Данилкин замолчал и холодный пот потёк прямо с шеи по груди вниз. И лоб взмок. Молчал он полминуты и не знал, что Малович в это время зажал рот рукой и трубку к кителю прижал. Смех прямо-так и раздирал его, как на добротной кинокомедии.
– Это самое, ну…– промямлил Григорий Ильич. – Соню-то не трожьте. Она больная психически. Справка же есть с обследования в облдиспансере. Этих больных не судят же!
– Ладно. Хрен с ней. Психбольную туда и отвезём, – строго сказал Малович. – Давай я и тебе такую же справку организую. Вместе будете аминазин есть.
Хотя организаторам убийства такой же вышак положен как и исполнителю.
– Мы не при чём, товарищ майор, – тихо и испуганно прошептал в трубку Данилкин. – Приписывал тонны – да. Сажайте. Но пойти на убийство двойное мы человеку как могли приказать? Фактов-то нет. А Костомаров клеветать на суде будет. Он такой, сука! Он жену убил и с ума сошел. Его не проверяли в диспансере? Он же псих! Пришел ко мне перед вашим приездом пьяный в дымину и прямо так и сказал, что скажет на следствии, будто мы его заставили и Петьку убить, и Нинку Захарову. Дайте мне с ним свидание до суда. Сделайте очную ставку. Увидите сами, что он клеветать будет. Доказательств-то у него нет! Товарищ майор Малович, нет у него доказательств, клянусь!
– Доказательства-то у него есть. Чистосердечное признание о сложившихся обстоятельствах под давлением директора и его супруги, – Малович замолчал.
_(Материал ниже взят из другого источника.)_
mod core;
mod directives;

pub use self::core::{ConvertType, EngineInfo, RenderOutput, Viewport};
pub use directives::GlobalDirectives;
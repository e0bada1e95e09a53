use std::collections::BTreeSet;
use std::sync::{Arc, Mutex};
use url::Url;

use super::driver::FailureListener;

/// Records `file:` resources a page failed to load.
///
/// Attached to a single page before navigation and inspected once the page
/// work is done. It never changes control flow.
#[derive(Debug, Clone, Default)]
pub struct LocalFileAccessGuard {
    blocked: Arc<Mutex<BTreeSet<String>>>,
}

impl LocalFileAccessGuard {
    pub fn new() -> Self {
        Self::default()
    }

    pub fn record_failure(&self, url: &str) {
        let Ok(parsed) = Url::parse(url) else {
            return;
        };
        if parsed.scheme() == "file" {
            self.blocked
                .lock()
                .unwrap_or_else(|poisoned| poisoned.into_inner())
                .insert(parsed.to_string());
        }
    }

    /// A listener suitable for [`super::PageHandle::on_request_failed`].
    pub fn listener(&self) -> FailureListener {
        let guard = self.clone();
        Arc::new(move |url: &str| guard.record_failure(url))
    }

    /// Blocked URLs in sorted order.
    pub fn blocked(&self) -> Vec<String> {
        self.blocked
            .lock()
            .unwrap_or_else(|poisoned| poisoned.into_inner())
            .iter()
            .cloned()
            .collect()
    }
}

/// Warning shown when local resources were blocked, or `None` if there were none.
pub fn blocked_files_warning(count: usize) -> Option<String> {
    match count {
        0 => None,
        1 => Some(
            "Detected an attempt to access a local file, which was blocked for security reasons. \
             Host the asset online instead, or pass --allow-local-files if you understand the risk."
                .to_string(),
        ),
        n => Some(format!(
            "Detected attempts to access {n} local files, which were blocked for security reasons. \
             Host the assets online instead, or pass --allow-local-files if you understand the risk."
        )),
    }
}

#[cfg(test)]
mod tests {
    use super::*;

    #[test]
    fn records_only_file_scheme() {
        let guard = LocalFileAccessGuard::new();
        guard.record_failure("file:///home/me/deck/image.png");
        guard.record_failure("https://example.com/logo.png");
        guard.record_failure("data:image/png;base64,AAAA");
        assert_eq!(guard.blocked(), vec!["file:///home/me/deck/image.png"]);
    }

    #[test]
    fn ignores_unparseable_urls() {
        let guard = LocalFileAccessGuard::new();
        guard.record_failure("not a url");
        guard.record_failure("");
        assert!(guard.blocked().is_empty());
    }

    #[test]
    fn listener_feeds_shared_set_and_dedupes() {
        let guard = LocalFileAccessGuard::new();
        let listener = guard.listener();
        listener("file:///tmp/a.png");
        listener("file:///tmp/a.png");
        listener("file:///tmp/b.png");
        assert_eq!(guard.blocked().len(), 2);
    }

    #[test]
    fn warning_wording_depends_on_count() {
        assert!(blocked_files_warning(0).is_none());
        let single = blocked_files_warning(1).unwrap();
        assert!(single.contains("a local file"));
        let plural = blocked_files_warning(3).unwrap();
        assert!(plural.contains("3 local files"));
        assert!(plural.contains("--allow-local-files"));
    }
}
Жуткая была пауза. Данилкин почувствовал прилив крови в голову. Давление подскочило. И пульс вены рвал скоростью и силой. Данилкин инстинктивно перебирал в голове возможно пропущенные им собственные промашки, но не находил. И от этого разговор Маловича становился жутким как кошмарный сон с глубокого похмелья.
– Всё. Хана, – мелькнула до того тоскливая мысль, что Данилкин стал громко икать в трубку. Он встал, поднял голову, но ни давление, ни икота не пропали.
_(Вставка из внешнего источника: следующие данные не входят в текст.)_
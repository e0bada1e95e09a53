//! Per-format capture of a rendered deck.
//!
//! HTML output never reaches this module; PDF and raster formats run as a
//! [`CaptureTask`] inside [`crate::browser::BrowserSession::use_page`].

use async_trait::async_trait;
use std::future::Future;
use std::time::Duration;
use tokio::time::timeout;
use tracing::debug;

use crate::browser::{ImageFormat, PageHandle, PageTask};
use crate::config::Timeouts;
use crate::types::ConvertType;
use crate::{ConvertError, Result, Viewport};

/// Captures one artifact from a page.
#[derive(Debug, Clone, Copy, PartialEq)]
pub struct CaptureTask {
    pub format: ConvertType,
    /// Declared slide size, used as the viewport for raster output.
    pub size: Viewport,
    pub jpeg_quality: u8,
    pub timeouts: Timeouts,
}

#[async_trait]
impl PageTask for CaptureTask {
    type Output = Vec<u8>;

    async fn run(&self, page: &mut dyn PageHandle, uri: &str) -> Result<Vec<u8>> {
        match self.format {
            ConvertType::Pdf => {
                navigate(page, uri, &self.timeouts).await?;
                debug!("Printing PDF");
                page.print_pdf().await
            }
            ConvertType::Png | ConvertType::Jpeg => {
                page.set_viewport(self.size).await?;
                navigate(page, uri, &self.timeouts).await?;
                page.emulate_print_media().await?;
                let format = if self.format == ConvertType::Jpeg {
                    ImageFormat::Jpeg {
                        quality: self.jpeg_quality,
                    }
                } else {
                    ImageFormat::Png
                };
                debug!(viewport = %self.size, ?format, "Capturing screenshot");
                page.screenshot(format).await
            }
            ConvertType::Html => Err(ConvertError::Config(
                "HTML output does not need a browser capture".to_string(),
            )),
        }
    }
}

async fn navigate(page: &mut dyn PageHandle, uri: &str, timeouts: &Timeouts) -> Result<()> {
    bounded("navigation", timeouts.navigation, page.goto(uri)).await?;
    bounded("network idle", timeouts.network_idle, page.wait_for_network_idle()).await
}

async fn bounded<F>(stage: &'static str, limit: Duration, fut: F) -> Result<()>
where
    F: Future<Output = Result<()>>,
{
    timeout(limit, fut)
        .await
        .map_err(|_| ConvertError::timeout(stage, limit))?
}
– Ты воды выпей, Гриша, – посоветовал со смехом Малович.– Вода-то есть в кабинете или только коньячок?
– Нет, нет. Доказательств не имеет Костомаров. Нет!– вскрикнул вдруг Данилкин. – Он врёт. Он меня ненавидит. И Соню мою. За то, что мы одни знали, что это они с Нинкой приписки делали и мне фальшивки на подпись кидали. Знали же, сволочи, что я ни бум-бум в сельском хозяйстве. Что меня на пересадку директором посадили перед переводом заворготделом обкома.